Twitter is holding its annual shareholders’ meeting on Wednesday, the first under current CEO Jack Dorsey, who took over as interim CEO—then became permanent—one week after last year’s meeting.
In the meantime, Dorsey has introduced a large swath of small fixes and new products aimed at revamping the platform, which has stopped growing. In addition to the character limit changes, Dorsey introduced Moments, which curates tweets into news topics, integrated Periscope live broadcasts into Twitter and teamed with the NFL to broadcast Thursday night football games. But Wall Street hasn’t budged. Three analysts following Dorsey and Twitter gave widely varying grades on Dorsey and opinions on what Dorsey needs to do to get Wall Street back on board.
Fabien Pierre-Nicholas, Vice President of Marketing, App Annie: A
Despite Twitter’s stock price, Pierre-Nicholas tells Newsweek he’s bullish about Twitter and Dorsey. As the vice president of marketing at the app analytics firm App Annie, he believes Dorsey’s approach to fixing the underlying product—sharing information publicly in 140 characters or less—has worked and helped its user base to remain fiercely loyal to the platform. “It's almost back to the basics,” Pierre-Nicholas says.
Twitter’s demographic—largely male, over 25 years old and located mostly in the United States and Japan—is ripe for monetization, says Pierre-Nicholas. Dorsey, he says, still has a trump card ready: Periscope. Pierre-Nicholas says Dorsey can figure out how to monetize live video and when that happens Wall Street will come around.

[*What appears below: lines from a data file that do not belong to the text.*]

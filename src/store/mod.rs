//! Application state container
//!
//! `DataStore` owns every slice of dashboard state and is the only place
//! that mutates it. Observers get read-only views: a snapshot clone or a
//! `watch::Receiver` that is notified on every change.
//!
//! The store is cheap to clone; clones share the same state, so a stop
//! request can be issued from one task while another is still driving the
//! crawl.

mod crawl;
mod domains;

pub use domains::FetchOutcome;

use crate::api::{
    ApiClient, DashboardData, QuestionsListData, TagsData, TrendsData, UsersData,
};
use crate::config::{
    validate, validate_crawler_config, Config, CrawlerConfig, CrawlerConfigUpdate,
};
use crate::poller::PollOptions;
use crate::state::{CrawlState, Domain, DomainSlice};
use crate::{ConfigError, Result};
use std::sync::Arc;
use tokio::sync::watch;

/// Shared state container for the dashboard
#[derive(Debug, Clone)]
pub struct DataStore {
    inner: Arc<StoreInner>,
}

#[derive(Debug)]
struct StoreInner {
    client: ApiClient,
    poll_options: PollOptions,
    crawler_config: watch::Sender<CrawlerConfig>,
    dashboard: watch::Sender<DomainSlice<DashboardData>>,
    trends: watch::Sender<DomainSlice<TrendsData>>,
    users: watch::Sender<DomainSlice<UsersData>>,
    tags: watch::Sender<DomainSlice<TagsData>>,
    questions: watch::Sender<DomainSlice<QuestionsListData>>,
    crawl: watch::Sender<CrawlState>,
}

/// Creates a state cell; the initial receiver is dropped, observers subscribe later
fn cell<T>(initial: T) -> watch::Sender<T> {
    watch::channel(initial).0
}

impl DataStore {
    /// Creates a store around an existing client
    ///
    /// # Arguments
    ///
    /// * `client` - Transport used for every backend call
    /// * `crawler_config` - Parameters for the next crawl start
    /// * `poll_options` - Bounds for polling started crawl jobs
    pub fn new(client: ApiClient, crawler_config: CrawlerConfig, poll_options: PollOptions) -> Self {
        Self {
            inner: Arc::new(StoreInner {
                client,
                poll_options,
                crawler_config: cell(crawler_config),
                dashboard: cell(DomainSlice::new()),
                trends: cell(DomainSlice::new()),
                users: cell(DomainSlice::new()),
                tags: cell(DomainSlice::new()),
                questions: cell(DomainSlice::new()),
                crawl: cell(CrawlState::new()),
            }),
        }
    }

    /// Builds the client and the store from a loaded configuration
    pub fn from_config(config: &Config) -> Result<Self> {
        validate(config)?;
        let client = ApiClient::from_config(&config.api)?;
        Ok(Self::new(
            client,
            config.crawler,
            PollOptions::from(&config.poll),
        ))
    }

    pub fn client(&self) -> &ApiClient {
        &self.inner.client
    }

    /// Redirects every later fetch and crawl call to another backend
    pub fn set_base_url(&self, base_url: &str) -> std::result::Result<(), ConfigError> {
        self.inner.client.set_base_url(base_url)
    }

    pub fn poll_options(&self) -> PollOptions {
        self.inner.poll_options
    }

    // ===== Crawler configuration =====

    pub fn crawler_config(&self) -> CrawlerConfig {
        *self.inner.crawler_config.borrow()
    }

    /// Merges `update` into the crawler configuration
    ///
    /// The configuration is left untouched when the merged result is invalid.
    pub fn set_crawler_config(
        &self,
        update: CrawlerConfigUpdate,
    ) -> std::result::Result<CrawlerConfig, ConfigError> {
        let merged = self.crawler_config().merged(&update);
        validate_crawler_config(&merged)?;
        self.inner.crawler_config.send_replace(merged);
        tracing::info!(
            "Crawler config updated: max_pages={}, timeout={}s, async={}",
            merged.max_pages,
            merged.timeout,
            merged.async_mode
        );
        Ok(merged)
    }

    // ===== Observer views =====

    pub fn dashboard_snapshot(&self) -> DomainSlice<DashboardData> {
        self.inner.dashboard.borrow().clone()
    }

    pub fn trends_snapshot(&self) -> DomainSlice<TrendsData> {
        self.inner.trends.borrow().clone()
    }

    pub fn users_snapshot(&self) -> DomainSlice<UsersData> {
        self.inner.users.borrow().clone()
    }

    pub fn tags_snapshot(&self) -> DomainSlice<TagsData> {
        self.inner.tags.borrow().clone()
    }

    pub fn questions_snapshot(&self) -> DomainSlice<QuestionsListData> {
        self.inner.questions.borrow().clone()
    }

    pub fn crawl_snapshot(&self) -> CrawlState {
        self.inner.crawl.borrow().clone()
    }

    pub fn subscribe_dashboard(&self) -> watch::Receiver<DomainSlice<DashboardData>> {
        self.inner.dashboard.subscribe()
    }

    pub fn subscribe_trends(&self) -> watch::Receiver<DomainSlice<TrendsData>> {
        self.inner.trends.subscribe()
    }

    pub fn subscribe_users(&self) -> watch::Receiver<DomainSlice<UsersData>> {
        self.inner.users.subscribe()
    }

    pub fn subscribe_tags(&self) -> watch::Receiver<DomainSlice<TagsData>> {
        self.inner.tags.subscribe()
    }

    pub fn subscribe_questions(&self) -> watch::Receiver<DomainSlice<QuestionsListData>> {
        self.inner.questions.subscribe()
    }

    pub fn subscribe_crawl(&self) -> watch::Receiver<CrawlState> {
        self.inner.crawl.subscribe()
    }

    // ===== Derived views =====

    /// Loading flag of every domain, in display order
    pub fn loading_flags(&self) -> Vec<(Domain, bool)> {
        Domain::all()
            .into_iter()
            .map(|domain| (domain, self.slice_status(domain).0))
            .collect()
    }

    /// Error of every domain, in display order
    pub fn domain_errors(&self) -> Vec<(Domain, Option<String>)> {
        Domain::all()
            .into_iter()
            .map(|domain| (domain, self.slice_status(domain).1))
            .collect()
    }

    /// Loading flag and error of one domain's slice
    fn slice_status(&self, domain: Domain) -> (bool, Option<String>) {
        fn status<T>(slice: &watch::Sender<DomainSlice<T>>) -> (bool, Option<String>) {
            let slice = slice.borrow();
            (slice.loading, slice.error.clone())
        }

        match domain {
            Domain::Dashboard => status(&self.inner.dashboard),
            Domain::Trends => status(&self.inner.trends),
            Domain::Users => status(&self.inner.users),
            Domain::Tags => status(&self.inner.tags),
            Domain::Questions => status(&self.inner.questions),
        }
    }

    /// Returns true if any domain fetch or the crawler start is in flight
    pub fn is_loading(&self) -> bool {
        self.loading_flags().iter().any(|(_, loading)| *loading)
            || self.inner.crawl.borrow().loading
    }

    /// Returns true if any domain or the crawler holds an error
    pub fn has_errors(&self) -> bool {
        !self.all_errors().is_empty()
    }

    pub fn has_dashboard_data(&self) -> bool {
        self.inner.dashboard.borrow().has_data()
    }

    /// Every current error as `"<domain>: <message>"`
    pub fn all_errors(&self) -> Vec<String> {
        let mut errors: Vec<String> = self
            .domain_errors()
            .into_iter()
            .filter_map(|(domain, error)| error.map(|message| format!("{}: {}", domain, message)))
            .collect();

        if let Some(message) = &self.inner.crawl.borrow().error {
            errors.push(format!("crawler: {}", message));
        }

        errors
    }

    // ===== Bulk resets =====

    /// Drops the data of every domain; loading flags and errors are kept
    pub fn clear_all_data(&self) {
        self.inner.dashboard.send_modify(DomainSlice::clear_data);
        self.inner.trends.send_modify(DomainSlice::clear_data);
        self.inner.users.send_modify(DomainSlice::clear_data);
        self.inner.tags.send_modify(DomainSlice::clear_data);
        self.inner.questions.send_modify(DomainSlice::clear_data);
        tracing::debug!("All domain data cleared");
    }

    /// Clears the error of every domain and of the crawler
    pub fn clear_all_errors(&self) {
        self.inner.dashboard.send_modify(DomainSlice::clear_error);
        self.inner.trends.send_modify(DomainSlice::clear_error);
        self.inner.users.send_modify(DomainSlice::clear_error);
        self.inner.tags.send_modify(DomainSlice::clear_error);
        self.inner.questions.send_modify(DomainSlice::clear_error);
        self.inner.crawl.send_modify(CrawlState::clear_error);
        tracing::debug!("All errors cleared");
    }
}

“They have the winning video app in the Western world,” Pierre-Nicholas says. “When Wall Street is not bullish, they are not so far from marketers in understanding Twitter and that Periscope is a hidden gem.”
Michael Nathanson, Senior Research Analyst, MoffettNathanson: Below Average (C- or less)

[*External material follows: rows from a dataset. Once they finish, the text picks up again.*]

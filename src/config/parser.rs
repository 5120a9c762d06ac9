use crate::config::types::Config;
use crate::config::validation::validate;
use crate::ConfigError;
use sha2::{Digest, Sha256};
use std::path::Path;

/// Loads and parses a configuration file from the given path
///
/// # Arguments
///
/// * `path` - Path to the TOML configuration file
///
/// # Returns
///
/// * `Ok(Config)` - Successfully loaded and validated configuration
/// * `Err(ConfigError)` - Failed to load, parse, or validate the configuration
///
/// # Example
///
/// ```no_run
/// use std::path::Path;
/// use crawlboard::config::load_config;
///
/// let config = load_config(Path::new("crawlboard.toml")).unwrap();
/// println!("Max pages: {}", config.crawler.max_pages);
/// ```
pub fn load_config(path: &Path) -> Result<Config, ConfigError> {
    let content = std::fs::read_to_string(path)?;
    let config: Config = toml::from_str(&content)?;

    validate(&config)?;

    Ok(config)
}

/// Computes a SHA-256 hash of the configuration file content
///
/// Logged at startup so runs against different configurations can be told apart.
///
/// # Returns
///
/// * `Ok(String)` - Hex-encoded SHA-256 hash of the file content
/// * `Err(ConfigError)` - Failed to read the file
pub fn compute_config_hash(path: &Path) -> Result<String, ConfigError> {
    let content = std::fs::read_to_string(path)?;
    let mut hasher = Sha256::new();
    hasher.update(content.as_bytes());
    let result = hasher.finalize();
    Ok(hex::encode(result))
}

/// Loads a configuration and returns both the config and its hash
pub fn load_config_with_hash(path: &Path) -> Result<(Config, String), ConfigError> {
    let config = load_config(path)?;
    let hash = compute_config_hash(path)?;
    Ok((config, hash))
}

Although Newsweek did not hear back from Nathanson to give a grade for Dorsey, the veteran media analyst did not mince words about Twitter in his report titled “Hope Is Not a Strategy.” Nathanson downgraded Twitter stock to “sell” and priced the shares at $12, which was $2 lower than the current share price. “While there is still some interest around live events, it has become clear that Twitter is not viewed as a must have, always-on ad buy and we don’t see that sentiment shifting at this point,” Nathanson writes.
Nathanson also blamed management—including Dorsey—for not fixing what he believes is a sinking ship. “We don’t think management grasps the urgency of its situation and seems content to pat itself on the back for continually beating self-generated bottom-line forecasts,” he writes. Even if Twitter were to sell the company in the future, he says that the current problems will shrink the pool of prospective buyers. At the moment, Twitter is “stuck between Snapchat/Instagram and a hard place.”
Sachin Kamdar, CEO, Parse.ly: Incomplete
Kamdar tells Newsweek one year is not enough to evaluate Dorsey’s performance. (“Give me six more months,” Kamdar says.) But he voiced wariness about Twitter’s shrinking slice in the social media market compared with Facebook and Google. Twitter only comprises 8.5 percent of all social media traffic, according to Parse.ly’s data.
Kamdar says that Twitter’s new algorithmically organized timeline—launched in February—will be a move that might change the business. Like Pierre-Nicholas, he says that Twitter has a lot of untapped potential.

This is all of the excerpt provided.